- _Requirement_: Take each line of the data that contains the string "must" and copy it.

- _Recorded data_:
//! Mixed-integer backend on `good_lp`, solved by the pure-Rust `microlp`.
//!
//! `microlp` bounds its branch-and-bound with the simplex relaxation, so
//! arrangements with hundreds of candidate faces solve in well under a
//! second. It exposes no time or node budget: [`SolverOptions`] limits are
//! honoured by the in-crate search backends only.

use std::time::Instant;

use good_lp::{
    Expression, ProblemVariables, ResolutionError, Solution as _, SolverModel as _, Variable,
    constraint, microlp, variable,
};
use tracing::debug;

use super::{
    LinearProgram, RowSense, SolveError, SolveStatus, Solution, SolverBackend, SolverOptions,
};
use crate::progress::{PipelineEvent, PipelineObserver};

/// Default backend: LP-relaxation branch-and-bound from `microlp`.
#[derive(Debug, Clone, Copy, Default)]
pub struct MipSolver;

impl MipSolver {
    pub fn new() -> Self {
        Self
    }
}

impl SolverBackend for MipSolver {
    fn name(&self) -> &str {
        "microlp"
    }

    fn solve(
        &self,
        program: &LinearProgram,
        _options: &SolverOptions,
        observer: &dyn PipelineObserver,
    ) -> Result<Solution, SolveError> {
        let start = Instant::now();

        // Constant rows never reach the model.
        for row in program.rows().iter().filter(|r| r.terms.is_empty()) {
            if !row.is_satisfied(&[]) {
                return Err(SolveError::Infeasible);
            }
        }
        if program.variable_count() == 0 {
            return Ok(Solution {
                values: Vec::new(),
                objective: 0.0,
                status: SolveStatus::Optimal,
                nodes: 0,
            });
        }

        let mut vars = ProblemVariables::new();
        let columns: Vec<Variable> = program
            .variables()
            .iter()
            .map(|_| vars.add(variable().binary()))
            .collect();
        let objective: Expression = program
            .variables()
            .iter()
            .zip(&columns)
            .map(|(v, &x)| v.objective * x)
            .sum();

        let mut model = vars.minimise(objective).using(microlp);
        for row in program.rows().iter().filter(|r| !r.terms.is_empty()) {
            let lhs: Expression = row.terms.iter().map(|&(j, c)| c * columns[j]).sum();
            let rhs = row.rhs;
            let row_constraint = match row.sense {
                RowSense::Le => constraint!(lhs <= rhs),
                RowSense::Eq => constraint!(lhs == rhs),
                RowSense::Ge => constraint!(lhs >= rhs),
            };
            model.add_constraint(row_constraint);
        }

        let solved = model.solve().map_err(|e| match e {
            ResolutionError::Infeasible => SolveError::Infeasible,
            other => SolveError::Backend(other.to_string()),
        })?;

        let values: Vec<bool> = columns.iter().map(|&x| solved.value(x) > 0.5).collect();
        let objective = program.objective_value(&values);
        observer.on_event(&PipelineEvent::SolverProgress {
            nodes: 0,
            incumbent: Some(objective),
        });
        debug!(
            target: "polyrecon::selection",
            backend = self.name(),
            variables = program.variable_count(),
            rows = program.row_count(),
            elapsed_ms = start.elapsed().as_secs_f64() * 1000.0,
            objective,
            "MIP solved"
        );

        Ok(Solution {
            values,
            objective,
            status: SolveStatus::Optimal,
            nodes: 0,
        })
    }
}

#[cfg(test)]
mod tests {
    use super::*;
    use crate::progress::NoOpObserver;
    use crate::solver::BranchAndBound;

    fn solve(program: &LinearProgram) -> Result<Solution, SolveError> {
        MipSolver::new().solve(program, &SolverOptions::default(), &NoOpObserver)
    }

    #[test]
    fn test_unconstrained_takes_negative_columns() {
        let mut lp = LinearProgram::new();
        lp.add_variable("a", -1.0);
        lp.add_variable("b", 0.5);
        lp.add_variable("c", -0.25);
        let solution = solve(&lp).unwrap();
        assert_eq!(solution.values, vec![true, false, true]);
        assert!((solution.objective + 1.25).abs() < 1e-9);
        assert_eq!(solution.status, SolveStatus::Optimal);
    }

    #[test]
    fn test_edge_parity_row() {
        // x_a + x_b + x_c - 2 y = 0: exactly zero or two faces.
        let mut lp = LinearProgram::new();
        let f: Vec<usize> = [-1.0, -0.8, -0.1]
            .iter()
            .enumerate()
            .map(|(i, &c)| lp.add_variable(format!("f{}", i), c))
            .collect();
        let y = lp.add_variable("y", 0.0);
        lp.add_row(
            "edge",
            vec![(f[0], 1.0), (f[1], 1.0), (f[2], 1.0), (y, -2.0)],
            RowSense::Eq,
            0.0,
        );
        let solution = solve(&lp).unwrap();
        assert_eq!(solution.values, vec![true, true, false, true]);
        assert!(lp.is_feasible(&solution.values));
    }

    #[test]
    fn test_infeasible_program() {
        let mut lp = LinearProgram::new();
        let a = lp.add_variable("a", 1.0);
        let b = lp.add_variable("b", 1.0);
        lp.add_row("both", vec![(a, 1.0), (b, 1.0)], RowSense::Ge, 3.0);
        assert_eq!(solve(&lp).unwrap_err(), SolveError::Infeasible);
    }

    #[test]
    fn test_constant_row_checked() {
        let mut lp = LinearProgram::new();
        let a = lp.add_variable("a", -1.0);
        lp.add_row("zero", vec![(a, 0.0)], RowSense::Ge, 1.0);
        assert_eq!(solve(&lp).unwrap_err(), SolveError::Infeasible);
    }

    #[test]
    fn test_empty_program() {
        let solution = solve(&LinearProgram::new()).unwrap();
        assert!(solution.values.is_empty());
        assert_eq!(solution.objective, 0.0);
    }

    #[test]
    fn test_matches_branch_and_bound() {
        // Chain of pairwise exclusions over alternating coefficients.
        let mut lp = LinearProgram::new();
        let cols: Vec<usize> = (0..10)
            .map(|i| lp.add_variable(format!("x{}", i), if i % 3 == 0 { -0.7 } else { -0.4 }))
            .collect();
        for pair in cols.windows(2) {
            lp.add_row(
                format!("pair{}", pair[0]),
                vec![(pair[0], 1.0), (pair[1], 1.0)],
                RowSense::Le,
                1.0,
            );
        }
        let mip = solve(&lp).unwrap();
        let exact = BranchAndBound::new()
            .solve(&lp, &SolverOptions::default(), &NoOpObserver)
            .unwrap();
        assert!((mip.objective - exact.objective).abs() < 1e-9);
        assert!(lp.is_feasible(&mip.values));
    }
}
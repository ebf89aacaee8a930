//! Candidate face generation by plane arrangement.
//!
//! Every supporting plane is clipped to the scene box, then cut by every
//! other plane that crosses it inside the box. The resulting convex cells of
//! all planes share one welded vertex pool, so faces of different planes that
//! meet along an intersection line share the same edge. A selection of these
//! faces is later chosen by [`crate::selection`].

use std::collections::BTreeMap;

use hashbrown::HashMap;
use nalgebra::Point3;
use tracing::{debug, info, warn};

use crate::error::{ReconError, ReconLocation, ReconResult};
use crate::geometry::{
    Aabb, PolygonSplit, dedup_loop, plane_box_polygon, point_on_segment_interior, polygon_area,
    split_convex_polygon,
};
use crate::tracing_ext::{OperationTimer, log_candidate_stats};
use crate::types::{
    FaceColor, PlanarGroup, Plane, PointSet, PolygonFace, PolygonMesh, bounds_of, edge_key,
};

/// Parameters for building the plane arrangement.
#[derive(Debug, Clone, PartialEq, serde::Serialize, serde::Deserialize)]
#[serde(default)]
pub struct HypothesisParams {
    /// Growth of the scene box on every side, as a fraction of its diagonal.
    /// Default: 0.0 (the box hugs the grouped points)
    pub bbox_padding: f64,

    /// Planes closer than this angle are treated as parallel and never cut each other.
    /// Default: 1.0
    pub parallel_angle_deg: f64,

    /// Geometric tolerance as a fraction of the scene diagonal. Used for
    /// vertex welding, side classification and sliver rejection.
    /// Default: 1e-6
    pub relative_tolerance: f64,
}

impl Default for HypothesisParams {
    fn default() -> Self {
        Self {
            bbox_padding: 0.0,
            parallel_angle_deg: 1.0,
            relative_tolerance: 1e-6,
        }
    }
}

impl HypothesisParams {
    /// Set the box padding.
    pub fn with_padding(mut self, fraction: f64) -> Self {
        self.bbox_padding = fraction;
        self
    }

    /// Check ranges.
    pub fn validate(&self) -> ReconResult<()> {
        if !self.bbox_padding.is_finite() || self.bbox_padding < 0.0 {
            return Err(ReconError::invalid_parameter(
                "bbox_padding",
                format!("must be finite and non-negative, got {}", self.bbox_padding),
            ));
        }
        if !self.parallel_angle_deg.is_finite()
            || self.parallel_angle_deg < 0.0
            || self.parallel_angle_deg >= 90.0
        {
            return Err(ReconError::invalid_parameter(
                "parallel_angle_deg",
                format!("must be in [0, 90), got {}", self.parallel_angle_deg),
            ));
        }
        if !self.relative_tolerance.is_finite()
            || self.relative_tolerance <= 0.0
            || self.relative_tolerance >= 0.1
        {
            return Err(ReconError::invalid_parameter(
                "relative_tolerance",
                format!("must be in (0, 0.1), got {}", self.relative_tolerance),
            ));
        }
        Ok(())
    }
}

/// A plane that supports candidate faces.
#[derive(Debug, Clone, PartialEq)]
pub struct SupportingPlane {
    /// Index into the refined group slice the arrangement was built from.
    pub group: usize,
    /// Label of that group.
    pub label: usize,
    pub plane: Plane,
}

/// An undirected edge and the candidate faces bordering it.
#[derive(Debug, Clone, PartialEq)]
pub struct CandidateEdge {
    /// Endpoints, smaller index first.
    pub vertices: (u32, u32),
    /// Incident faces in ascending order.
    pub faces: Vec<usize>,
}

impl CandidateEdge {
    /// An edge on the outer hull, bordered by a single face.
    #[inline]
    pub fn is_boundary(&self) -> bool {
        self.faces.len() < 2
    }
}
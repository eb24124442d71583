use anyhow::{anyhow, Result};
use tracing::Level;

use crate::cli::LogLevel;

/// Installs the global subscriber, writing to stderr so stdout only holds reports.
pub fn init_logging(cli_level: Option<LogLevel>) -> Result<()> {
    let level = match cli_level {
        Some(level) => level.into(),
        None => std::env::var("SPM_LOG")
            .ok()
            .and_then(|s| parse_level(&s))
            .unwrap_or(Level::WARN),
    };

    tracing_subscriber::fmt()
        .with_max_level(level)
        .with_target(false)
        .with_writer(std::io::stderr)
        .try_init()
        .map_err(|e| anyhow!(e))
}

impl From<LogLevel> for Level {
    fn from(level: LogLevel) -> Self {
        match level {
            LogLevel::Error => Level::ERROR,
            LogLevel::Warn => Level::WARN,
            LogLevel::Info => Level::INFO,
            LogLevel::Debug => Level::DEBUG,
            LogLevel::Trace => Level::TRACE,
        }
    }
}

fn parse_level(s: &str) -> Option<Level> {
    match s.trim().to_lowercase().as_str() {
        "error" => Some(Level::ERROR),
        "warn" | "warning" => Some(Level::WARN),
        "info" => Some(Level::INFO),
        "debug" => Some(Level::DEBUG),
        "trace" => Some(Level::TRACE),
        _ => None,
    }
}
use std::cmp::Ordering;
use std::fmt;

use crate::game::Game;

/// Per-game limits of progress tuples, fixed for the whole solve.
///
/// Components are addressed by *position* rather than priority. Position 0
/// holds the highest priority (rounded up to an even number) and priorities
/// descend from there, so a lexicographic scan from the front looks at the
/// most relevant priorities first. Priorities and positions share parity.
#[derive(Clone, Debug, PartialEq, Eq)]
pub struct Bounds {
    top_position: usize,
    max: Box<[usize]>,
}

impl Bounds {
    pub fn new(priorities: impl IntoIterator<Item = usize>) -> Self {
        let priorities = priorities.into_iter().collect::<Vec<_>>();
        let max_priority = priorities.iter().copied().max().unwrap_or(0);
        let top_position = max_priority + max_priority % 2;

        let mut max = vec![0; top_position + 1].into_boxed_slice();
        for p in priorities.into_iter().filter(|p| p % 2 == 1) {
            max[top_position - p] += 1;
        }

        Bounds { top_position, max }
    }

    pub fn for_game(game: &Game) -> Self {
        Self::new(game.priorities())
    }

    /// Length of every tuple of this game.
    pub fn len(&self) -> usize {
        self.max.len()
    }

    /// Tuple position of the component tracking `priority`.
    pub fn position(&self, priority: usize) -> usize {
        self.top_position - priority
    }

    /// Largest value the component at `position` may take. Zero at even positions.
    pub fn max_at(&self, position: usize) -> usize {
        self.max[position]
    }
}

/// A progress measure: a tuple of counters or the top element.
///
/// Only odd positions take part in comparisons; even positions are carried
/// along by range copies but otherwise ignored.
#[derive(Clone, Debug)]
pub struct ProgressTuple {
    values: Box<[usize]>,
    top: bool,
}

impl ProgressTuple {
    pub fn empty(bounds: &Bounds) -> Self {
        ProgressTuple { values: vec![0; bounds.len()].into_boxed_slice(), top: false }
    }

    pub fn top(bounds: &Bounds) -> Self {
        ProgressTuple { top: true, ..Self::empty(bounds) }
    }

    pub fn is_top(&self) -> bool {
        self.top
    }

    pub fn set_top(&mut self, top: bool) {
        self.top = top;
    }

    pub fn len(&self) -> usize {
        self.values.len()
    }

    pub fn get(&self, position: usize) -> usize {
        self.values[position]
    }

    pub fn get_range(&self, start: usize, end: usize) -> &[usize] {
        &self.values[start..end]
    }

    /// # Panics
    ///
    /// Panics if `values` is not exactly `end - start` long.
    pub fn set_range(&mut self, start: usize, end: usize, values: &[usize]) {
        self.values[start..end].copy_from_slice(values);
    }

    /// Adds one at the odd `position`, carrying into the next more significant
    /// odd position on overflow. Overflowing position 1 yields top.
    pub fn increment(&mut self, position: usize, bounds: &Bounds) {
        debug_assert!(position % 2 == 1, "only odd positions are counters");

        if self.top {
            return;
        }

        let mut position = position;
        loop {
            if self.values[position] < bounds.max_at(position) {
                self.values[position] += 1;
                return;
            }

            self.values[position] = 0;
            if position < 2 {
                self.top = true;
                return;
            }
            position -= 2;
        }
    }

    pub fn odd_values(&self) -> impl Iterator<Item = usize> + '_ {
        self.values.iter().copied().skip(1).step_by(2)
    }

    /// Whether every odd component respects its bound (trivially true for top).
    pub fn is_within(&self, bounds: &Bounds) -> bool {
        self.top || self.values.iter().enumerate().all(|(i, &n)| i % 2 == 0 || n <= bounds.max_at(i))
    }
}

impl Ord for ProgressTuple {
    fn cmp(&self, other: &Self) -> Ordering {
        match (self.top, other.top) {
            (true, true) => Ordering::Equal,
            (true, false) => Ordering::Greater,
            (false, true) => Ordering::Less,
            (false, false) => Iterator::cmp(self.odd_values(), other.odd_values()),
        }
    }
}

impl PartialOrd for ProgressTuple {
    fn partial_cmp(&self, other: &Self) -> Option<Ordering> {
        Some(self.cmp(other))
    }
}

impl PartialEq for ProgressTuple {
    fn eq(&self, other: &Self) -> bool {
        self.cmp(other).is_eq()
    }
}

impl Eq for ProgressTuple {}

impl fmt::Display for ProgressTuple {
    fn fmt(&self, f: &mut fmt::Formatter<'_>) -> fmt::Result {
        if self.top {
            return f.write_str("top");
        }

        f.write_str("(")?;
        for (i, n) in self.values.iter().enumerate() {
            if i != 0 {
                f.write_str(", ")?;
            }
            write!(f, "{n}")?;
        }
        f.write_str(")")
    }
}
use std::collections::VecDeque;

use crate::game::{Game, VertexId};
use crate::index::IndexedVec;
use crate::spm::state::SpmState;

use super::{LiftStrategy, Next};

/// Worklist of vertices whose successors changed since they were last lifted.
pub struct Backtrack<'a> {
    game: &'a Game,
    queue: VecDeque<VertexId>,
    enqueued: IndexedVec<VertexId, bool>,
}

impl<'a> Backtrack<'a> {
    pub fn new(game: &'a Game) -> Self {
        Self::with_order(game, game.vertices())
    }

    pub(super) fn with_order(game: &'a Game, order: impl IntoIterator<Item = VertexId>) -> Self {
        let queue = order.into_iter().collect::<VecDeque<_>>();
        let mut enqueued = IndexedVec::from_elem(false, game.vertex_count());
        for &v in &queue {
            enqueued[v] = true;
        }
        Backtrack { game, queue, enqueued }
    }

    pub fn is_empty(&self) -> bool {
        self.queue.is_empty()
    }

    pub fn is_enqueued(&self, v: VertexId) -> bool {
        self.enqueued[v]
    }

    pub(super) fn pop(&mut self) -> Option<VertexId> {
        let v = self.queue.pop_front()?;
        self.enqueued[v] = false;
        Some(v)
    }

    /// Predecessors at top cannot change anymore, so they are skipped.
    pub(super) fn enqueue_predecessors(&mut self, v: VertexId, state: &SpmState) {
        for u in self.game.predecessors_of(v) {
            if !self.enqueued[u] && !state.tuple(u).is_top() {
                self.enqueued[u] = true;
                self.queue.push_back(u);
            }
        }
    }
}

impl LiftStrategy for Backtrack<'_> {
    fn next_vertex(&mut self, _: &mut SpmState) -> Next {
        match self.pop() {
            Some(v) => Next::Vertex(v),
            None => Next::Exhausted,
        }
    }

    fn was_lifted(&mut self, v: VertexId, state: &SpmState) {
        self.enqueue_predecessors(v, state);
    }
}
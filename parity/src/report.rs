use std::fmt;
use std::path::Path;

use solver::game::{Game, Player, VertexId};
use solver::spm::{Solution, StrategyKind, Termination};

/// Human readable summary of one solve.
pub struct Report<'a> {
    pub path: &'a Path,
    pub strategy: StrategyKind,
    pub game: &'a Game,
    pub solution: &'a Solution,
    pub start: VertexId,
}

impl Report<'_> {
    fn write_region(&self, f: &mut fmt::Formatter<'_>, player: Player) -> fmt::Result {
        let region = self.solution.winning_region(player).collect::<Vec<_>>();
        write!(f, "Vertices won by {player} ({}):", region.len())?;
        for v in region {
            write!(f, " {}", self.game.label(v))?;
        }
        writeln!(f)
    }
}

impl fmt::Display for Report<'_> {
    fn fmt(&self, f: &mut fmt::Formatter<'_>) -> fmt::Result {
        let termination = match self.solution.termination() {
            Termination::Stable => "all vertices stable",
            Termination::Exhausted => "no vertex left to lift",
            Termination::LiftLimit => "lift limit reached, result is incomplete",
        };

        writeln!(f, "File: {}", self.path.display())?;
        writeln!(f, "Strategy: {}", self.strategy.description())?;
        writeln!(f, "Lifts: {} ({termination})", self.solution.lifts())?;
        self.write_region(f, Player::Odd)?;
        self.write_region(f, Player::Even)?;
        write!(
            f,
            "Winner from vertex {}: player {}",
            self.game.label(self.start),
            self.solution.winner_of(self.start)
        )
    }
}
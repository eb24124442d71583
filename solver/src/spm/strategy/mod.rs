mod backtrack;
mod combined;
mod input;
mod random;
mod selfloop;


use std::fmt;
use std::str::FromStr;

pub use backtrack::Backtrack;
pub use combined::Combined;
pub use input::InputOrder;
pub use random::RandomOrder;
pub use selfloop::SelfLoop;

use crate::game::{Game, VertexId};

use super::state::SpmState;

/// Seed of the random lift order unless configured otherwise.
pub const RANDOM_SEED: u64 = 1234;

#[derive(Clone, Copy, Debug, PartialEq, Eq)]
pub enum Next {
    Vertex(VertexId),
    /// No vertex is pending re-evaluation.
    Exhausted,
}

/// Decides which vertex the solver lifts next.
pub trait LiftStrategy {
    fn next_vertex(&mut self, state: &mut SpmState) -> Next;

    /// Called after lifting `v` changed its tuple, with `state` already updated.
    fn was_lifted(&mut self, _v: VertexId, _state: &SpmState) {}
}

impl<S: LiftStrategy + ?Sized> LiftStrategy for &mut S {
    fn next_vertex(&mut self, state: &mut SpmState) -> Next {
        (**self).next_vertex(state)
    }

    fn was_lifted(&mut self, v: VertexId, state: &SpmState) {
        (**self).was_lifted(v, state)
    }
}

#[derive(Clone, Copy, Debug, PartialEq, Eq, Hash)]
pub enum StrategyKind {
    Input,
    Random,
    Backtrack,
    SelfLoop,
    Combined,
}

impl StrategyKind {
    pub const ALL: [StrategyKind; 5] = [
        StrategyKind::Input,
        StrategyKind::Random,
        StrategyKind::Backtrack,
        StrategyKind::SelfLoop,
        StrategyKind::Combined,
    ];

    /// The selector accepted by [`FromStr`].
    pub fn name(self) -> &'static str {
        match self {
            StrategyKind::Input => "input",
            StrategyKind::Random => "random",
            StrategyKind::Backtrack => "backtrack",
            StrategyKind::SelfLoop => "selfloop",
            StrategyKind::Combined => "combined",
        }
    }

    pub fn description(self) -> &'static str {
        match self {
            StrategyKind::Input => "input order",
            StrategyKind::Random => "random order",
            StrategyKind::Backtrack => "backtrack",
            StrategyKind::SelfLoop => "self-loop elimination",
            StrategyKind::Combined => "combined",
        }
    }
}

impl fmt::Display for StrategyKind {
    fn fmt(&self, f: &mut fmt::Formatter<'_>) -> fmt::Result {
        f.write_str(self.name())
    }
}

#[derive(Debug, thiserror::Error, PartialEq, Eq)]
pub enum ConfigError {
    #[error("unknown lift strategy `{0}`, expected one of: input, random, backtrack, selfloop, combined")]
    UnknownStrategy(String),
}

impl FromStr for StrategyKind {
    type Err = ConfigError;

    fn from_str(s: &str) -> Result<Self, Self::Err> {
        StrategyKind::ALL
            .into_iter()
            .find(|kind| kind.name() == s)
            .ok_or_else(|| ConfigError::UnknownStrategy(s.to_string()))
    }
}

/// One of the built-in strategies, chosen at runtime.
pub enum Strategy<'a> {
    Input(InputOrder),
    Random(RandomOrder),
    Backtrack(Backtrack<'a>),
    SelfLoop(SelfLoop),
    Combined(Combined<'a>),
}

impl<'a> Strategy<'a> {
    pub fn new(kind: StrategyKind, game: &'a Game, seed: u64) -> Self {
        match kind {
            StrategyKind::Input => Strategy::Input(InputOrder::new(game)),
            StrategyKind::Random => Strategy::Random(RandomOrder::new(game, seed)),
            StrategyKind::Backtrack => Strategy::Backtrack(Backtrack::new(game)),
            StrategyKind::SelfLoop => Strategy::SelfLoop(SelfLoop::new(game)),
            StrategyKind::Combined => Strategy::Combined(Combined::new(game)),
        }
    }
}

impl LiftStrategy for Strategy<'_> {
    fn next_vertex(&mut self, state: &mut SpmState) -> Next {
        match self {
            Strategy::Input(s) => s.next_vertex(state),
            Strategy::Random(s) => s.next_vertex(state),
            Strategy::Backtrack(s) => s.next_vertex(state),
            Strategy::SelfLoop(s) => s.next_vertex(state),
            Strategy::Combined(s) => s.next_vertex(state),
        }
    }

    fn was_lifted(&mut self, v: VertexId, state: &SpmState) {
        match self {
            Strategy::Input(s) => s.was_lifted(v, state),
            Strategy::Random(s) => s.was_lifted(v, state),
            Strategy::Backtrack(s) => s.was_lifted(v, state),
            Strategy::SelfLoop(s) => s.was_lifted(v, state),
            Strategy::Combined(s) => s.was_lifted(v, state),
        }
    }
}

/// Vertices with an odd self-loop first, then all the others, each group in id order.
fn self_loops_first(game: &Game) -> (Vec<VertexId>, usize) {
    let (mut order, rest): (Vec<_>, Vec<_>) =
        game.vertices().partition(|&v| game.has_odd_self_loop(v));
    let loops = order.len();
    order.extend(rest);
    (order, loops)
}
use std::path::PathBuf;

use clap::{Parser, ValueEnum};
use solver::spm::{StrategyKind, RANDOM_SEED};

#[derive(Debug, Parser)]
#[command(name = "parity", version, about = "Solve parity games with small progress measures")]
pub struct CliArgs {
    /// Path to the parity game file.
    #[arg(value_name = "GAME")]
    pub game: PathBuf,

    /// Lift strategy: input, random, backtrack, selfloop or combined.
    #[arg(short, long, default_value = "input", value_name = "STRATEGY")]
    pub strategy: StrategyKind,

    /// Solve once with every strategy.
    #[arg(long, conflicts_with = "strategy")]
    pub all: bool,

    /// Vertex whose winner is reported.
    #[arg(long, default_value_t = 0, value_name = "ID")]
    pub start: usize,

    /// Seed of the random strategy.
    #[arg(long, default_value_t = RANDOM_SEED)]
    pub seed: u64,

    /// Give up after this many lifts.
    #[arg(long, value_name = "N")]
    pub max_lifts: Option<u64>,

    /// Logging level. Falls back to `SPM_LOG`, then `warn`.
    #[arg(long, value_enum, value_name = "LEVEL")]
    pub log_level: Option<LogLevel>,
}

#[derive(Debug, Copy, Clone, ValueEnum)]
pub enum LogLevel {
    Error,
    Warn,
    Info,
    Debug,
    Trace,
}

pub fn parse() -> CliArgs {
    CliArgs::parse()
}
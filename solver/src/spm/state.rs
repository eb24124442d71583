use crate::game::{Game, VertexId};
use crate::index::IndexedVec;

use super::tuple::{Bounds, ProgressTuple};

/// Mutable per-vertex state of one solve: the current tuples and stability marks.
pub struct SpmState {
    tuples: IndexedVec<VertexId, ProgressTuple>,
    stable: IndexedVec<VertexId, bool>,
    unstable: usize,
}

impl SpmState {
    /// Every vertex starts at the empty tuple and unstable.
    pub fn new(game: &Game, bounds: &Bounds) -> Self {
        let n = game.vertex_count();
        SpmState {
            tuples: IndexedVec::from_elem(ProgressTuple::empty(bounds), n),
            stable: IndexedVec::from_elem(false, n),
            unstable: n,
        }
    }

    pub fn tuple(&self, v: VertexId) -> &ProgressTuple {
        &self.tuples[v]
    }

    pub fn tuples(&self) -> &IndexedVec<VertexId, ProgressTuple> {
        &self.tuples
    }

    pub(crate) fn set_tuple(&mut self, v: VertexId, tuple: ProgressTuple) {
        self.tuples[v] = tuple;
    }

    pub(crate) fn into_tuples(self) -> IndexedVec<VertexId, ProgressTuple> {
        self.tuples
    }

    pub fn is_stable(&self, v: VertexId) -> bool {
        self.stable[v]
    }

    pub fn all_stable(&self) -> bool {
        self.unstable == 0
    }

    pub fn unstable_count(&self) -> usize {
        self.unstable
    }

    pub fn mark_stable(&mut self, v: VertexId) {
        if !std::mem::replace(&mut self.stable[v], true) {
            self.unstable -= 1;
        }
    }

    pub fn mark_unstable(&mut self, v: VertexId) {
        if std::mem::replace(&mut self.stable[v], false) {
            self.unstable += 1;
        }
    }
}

- _Task result_:
                format!("must be finite and non-negative, got {}", self.bbox_padding),
                format!("must be in [0, 90), got {}", self.parallel_angle_deg),
                format!("must be in (0, 0.1), got {}", self.relative_tolerance),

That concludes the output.